What is the number of lines in the entries below that include the word "never"? Provide the number only.

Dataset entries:
• • • • •
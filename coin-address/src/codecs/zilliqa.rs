//! Zilliqa addresses, in either of two textual forms.
//!
//! A string starting with the literal `0x` is read as the raw key hash in
//! hex, with no checksum, and is never retried as bech32. Anything else must
//! be a `zil` bech32 string.

use super::cosmos::{decode_hash, encode_hash};
use super::{AddressCodec, Family};
use crate::address::CanonicalAddress;
use crate::types::Hash160;
use crate::AddressError;

const HRP: &str = "zil";
const HEX_MARKER: &str = "0x";

/// Bech32 for 20-byte key hashes, hex for anything else the hex form let in.
pub(crate) fn encode(key_hash: &[u8]) -> String {
    if key_hash.len() == Hash160::LEN {
        encode_hash(HRP, key_hash)
    } else {
        format!("{}{}", HEX_MARKER, hex::encode(key_hash))
    }
}

/// `zil1...` bech32, or `0x` hex which is never retried as bech32.
#[derive(Debug, Clone, Copy, Default)]
pub struct ZilliqaCodec;

impl AddressCodec for ZilliqaCodec {
    fn family(&self) -> Family {
        Family::Zilliqa
    }

    fn decode(&self, input: &str) -> Result<CanonicalAddress, AddressError> {
        let family = Family::Zilliqa;
        if let Some(digits) = input.strip_prefix(HEX_MARKER) {
            if digits.is_empty() {
                return Err(family.not_applicable());
            }
            let key_hash = hex::decode(digits).map_err(|_| family.not_applicable())?;
            return Ok(CanonicalAddress::Zilliqa(key_hash));
        }

        let (hrp, key_hash) = decode_hash(input, family)?;
        if hrp != HRP {
            return Err(family.not_applicable());
        }
        Ok(CanonicalAddress::Zilliqa(key_hash.as_bytes().to_vec()))
    }
}
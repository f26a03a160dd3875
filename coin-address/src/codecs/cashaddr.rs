//! Bitcoin Cash CashAddr.
//!
//! CashAddr shares the bech32 character set but not its checksum: the prefix
//! is expanded with the low five bits of each character only, and the
//! polymod runs over 40 bits with its own generators, producing eight
//! checksum symbols.

use bech32::Fe32;

use super::bits::convert_bits;
use super::{AddressCodec, Family};
use crate::address::{CanonicalAddress, HashAddress, ScriptKind};
use crate::types::Hash160;
use crate::AddressError;

/// Mainnet prefix; also implied when the input carries none.
pub const CASHADDR_PREFIX: &str = "bitcoincash";

const CHECKSUM_LEN: usize = 8;
const TYPE_P2PKH: u8 = 0x00;
const TYPE_P2SH: u8 = 0x08;

fn expand_prefix(prefix: &str) -> Vec<u8> {
    let mut out: Vec<u8> = prefix.bytes().map(|b| b & 0x1f).collect();
    out.push(0);
    out
}

fn polymod(values: &[u8]) -> u64 {
    const GENERATORS: [u64; 5] = [
        0x98f2bc8e61,
        0x79b76d99e2,
        0xf33e5fb3c4,
        0xae2eabe2a8,
        0x1e4f43e470,
    ];
    let mut c: u64 = 1;
    for &d in values {
        let c0 = (c >> 35) as u8;
        c = ((c & 0x07_ffff_ffff) << 5) ^ u64::from(d);
        for (i, generator) in GENERATORS.iter().enumerate() {
            if (c0 >> i) & 1 == 1 {
                c ^= generator;
            }
        }
    }
    c ^ 1
}

/// Encode a hash as a prefixed mainnet CashAddr.
pub(crate) fn encode(kind: ScriptKind, hash: &Hash160) -> String {
    let version = match kind {
        ScriptKind::P2pkh => TYPE_P2PKH,
        ScriptKind::P2sh => TYPE_P2SH,
    };
    let mut payload = Vec::with_capacity(1 + Hash160::LEN);
    payload.push(version);
    payload.extend_from_slice(hash.as_bytes());
    // Regrouping 8-bit input into 5-bit words with padding cannot fail.
    let data = convert_bits(&payload, 8, 5, true).unwrap_or_default();

    let mut values = expand_prefix(CASHADDR_PREFIX);
    values.extend_from_slice(&data);
    values.extend_from_slice(&[0; CHECKSUM_LEN]);
    let checksum = polymod(&values);

    let mut out = String::with_capacity(CASHADDR_PREFIX.len() + 1 + data.len() + CHECKSUM_LEN);
    out.push_str(CASHADDR_PREFIX);
    out.push(':');
    for &d in &data {
        out.push(Fe32::try_from(d).map(Fe32::to_char).unwrap_or('q'));
    }
    for i in 0..CHECKSUM_LEN {
        let symbol = ((checksum >> (5 * (CHECKSUM_LEN - 1 - i))) & 0x1f) as u8;
        out.push(Fe32::try_from(symbol).map(Fe32::to_char).unwrap_or('q'));
    }
    out
}

/// CashAddr with an optional `bitcoincash:` prefix.
#[derive(Debug, Clone, Copy, Default)]
pub struct CashAddrCodec;

impl AddressCodec for CashAddrCodec {
    fn family(&self) -> Family {
        Family::CashAddr
    }

    fn decode(&self, input: &str) -> Result<CanonicalAddress, AddressError> {
        let family = Family::CashAddr;
        let has_lower = input.bytes().any(|b| b.is_ascii_lowercase());
        let has_upper = input.bytes().any(|b| b.is_ascii_uppercase());
        if has_lower && has_upper {
            return Err(family.not_applicable());
        }
        let lower = input.to_ascii_lowercase();
        let payload = match lower.split_once(':') {
            Some((CASHADDR_PREFIX, payload)) => payload,
            Some(_) => return Err(family.not_applicable()),
            None => lower.as_str(),
        };

        // Version byte plus a 20-byte hash, then the checksum.
        const DATA_LEN: usize = (8 * (1 + Hash160::LEN) + 4) / 5;
        if payload.len() != DATA_LEN + CHECKSUM_LEN {
            return Err(family.not_applicable());
        }
        let symbols: Vec<u8> = payload
            .chars()
            .map(|c| Fe32::from_char(c).map(Fe32::to_u8))
            .collect::<Result<_, _>>()
            .map_err(|_| family.not_applicable())?;

        let mut values = expand_prefix(CASHADDR_PREFIX);
        values.extend_from_slice(&symbols);
        if polymod(&values) != 0 {
            return Err(family.checksum_mismatch());
        }

        let bytes = convert_bits(&symbols[..DATA_LEN], 5, 8, false)
            .ok_or_else(|| family.not_applicable())?;
        let (version, hash) = bytes.split_first().ok_or_else(|| family.not_applicable())?;
        let kind = match *version {
            TYPE_P2PKH => ScriptKind::P2pkh,
            TYPE_P2SH => ScriptKind::P2sh,
            // Reserved bit, other types or a non-160-bit size.
            _ => return Err(family.not_applicable()),
        };
        let hash = Hash160::try_from(hash).map_err(|_| family.not_applicable())?;
        Ok(CanonicalAddress::CashAddr(HashAddress { kind, hash }))
    }
}
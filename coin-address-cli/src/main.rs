//! Address checker
//!
//! Classifies addresses given on the command line, or one per stdin line,
//! and prints a JSON object per input. Exits with status 1 when any input
//! is not a valid address of the requested network.

use std::io;
use std::process::ExitCode;

mod commands;
mod config;
mod error;

use clap::Parser;

use commands::Cli;
use config::CliConfig;
use error::CliError;

fn main() -> Result<ExitCode, Box<dyn std::error::Error>> {
    // Initialize logging
    env_logger::init();
    let cli = Cli::parse();

    // Load configuration
    let config = CliConfig::from_env().map_err(CliError::from)?;
    log::debug!(
        "Loaded configuration: default_network={:?} trim={}",
        config.default_network,
        config.trim
    );

    if config.check_registry {
        coin_address::check_prefix_table().map_err(CliError::from)?;
    }

    let action = cli.command.resolve(&config).unwrap_or_else(|e| e.exit());

    let stdin = io::stdin();
    let stdout = io::stdout();
    let all_valid = commands::run(&action, &config, stdin.lock(), stdout.lock())?;

    if all_valid {
        Ok(ExitCode::SUCCESS)
    } else {
        Ok(ExitCode::FAILURE)
    }
}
• • • • •
** ANSWER BOX **
2